WHAT THIS TASK INVOLVES: If a line in the following entries contains the string "Option", it counts toward the total; report only that total.

(Collected data entries)
——

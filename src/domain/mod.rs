//! Domain layer: Core business types and logic.
//!
//! This module contains pure Rust types and pure computation with no I/O.
//! All types are serializable and validate their inputs.

mod answers;
mod questionnaire;
mod record;
mod respondent;
pub mod scoring;

pub use answers::{AnswerError, RawAnswerSet, SCALE_MAX, SCALE_MIDPOINT, SCALE_MIN};
pub use questionnaire::{role_supplements, Construct, Item, Polarity, QuestionnaireSchema, ScoreDomain};
pub use record::{ConstructScore, DomainScores, ScoredRecord, StressBand, SurveyScores};
pub use respondent::{Respondent, DEFAULT_POSITION};
pub use scoring::ScoringError;
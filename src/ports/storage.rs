//! Storage port: Trait for persistent storage operations.
//!
//! This trait abstracts the storage backend (SQLite) from the application logic.

use crate::domain::{Respondent, ScoredRecord};

/// Trait for respondent and scored-record persistence.
pub trait Storage: Send + Sync {
    /// Error type for storage operations.
    type Error: std::error::Error + Send + Sync + 'static;

    /// Find a respondent by username.
    ///
    /// This is the existence check bulk import relies on for idempotency.
    ///
    /// # Errors
    /// Returns error if storage operation fails.
    fn find_respondent(&self, username: &str) -> Result<Option<Respondent>, Self::Error>;

    /// Insert a new respondent. Usernames are unique.
    ///
    /// # Errors
    /// Returns error if storage operation fails or the username exists.
    fn insert_respondent(&self, respondent: &Respondent) -> Result<(), Self::Error>;

    /// Total number of respondents.
    ///
    /// # Errors
    /// Returns error if storage operation fails.
    fn count_respondents(&self) -> Result<usize, Self::Error>;

    /// Save a scored record.
    ///
    /// # Errors
    /// Returns error if storage operation fails.
    fn save_record(&self, record: &ScoredRecord) -> Result<(), Self::Error>;

    /// Most recent record for one respondent.
    ///
    /// # Errors
    /// Returns error if storage operation fails.
    fn latest_record_for(&self, respondent_id: &str) -> Result<Option<ScoredRecord>, Self::Error>;

    /// Most recent records across all respondents (up to `limit`).
    ///
    /// # Errors
    /// Returns error if storage operation fails.
    fn recent_records(&self, limit: usize) -> Result<Vec<ScoredRecord>, Self::Error>;

    /// Total number of scored records.
    ///
    /// # Errors
    /// Returns error if storage operation fails.
    fn count_records(&self) -> Result<usize, Self::Error>;

    /// Every record joined with its respondent, newest first. Input for the
    /// analytics aggregates.
    ///
    /// # Errors
    /// Returns error if storage operation fails.
    fn records_with_respondents(&self) -> Result<Vec<(Respondent, ScoredRecord)>, Self::Error>;

    /// Delete bulk-imported respondents (`csv_user_` prefix) and their
    /// records. Returns the number of respondents removed.
    ///
    /// # Errors
    /// Returns error if storage operation fails.
    fn delete_imported(&self) -> Result<usize, Self::Error>;
}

——

OUTPUT BELOW: 2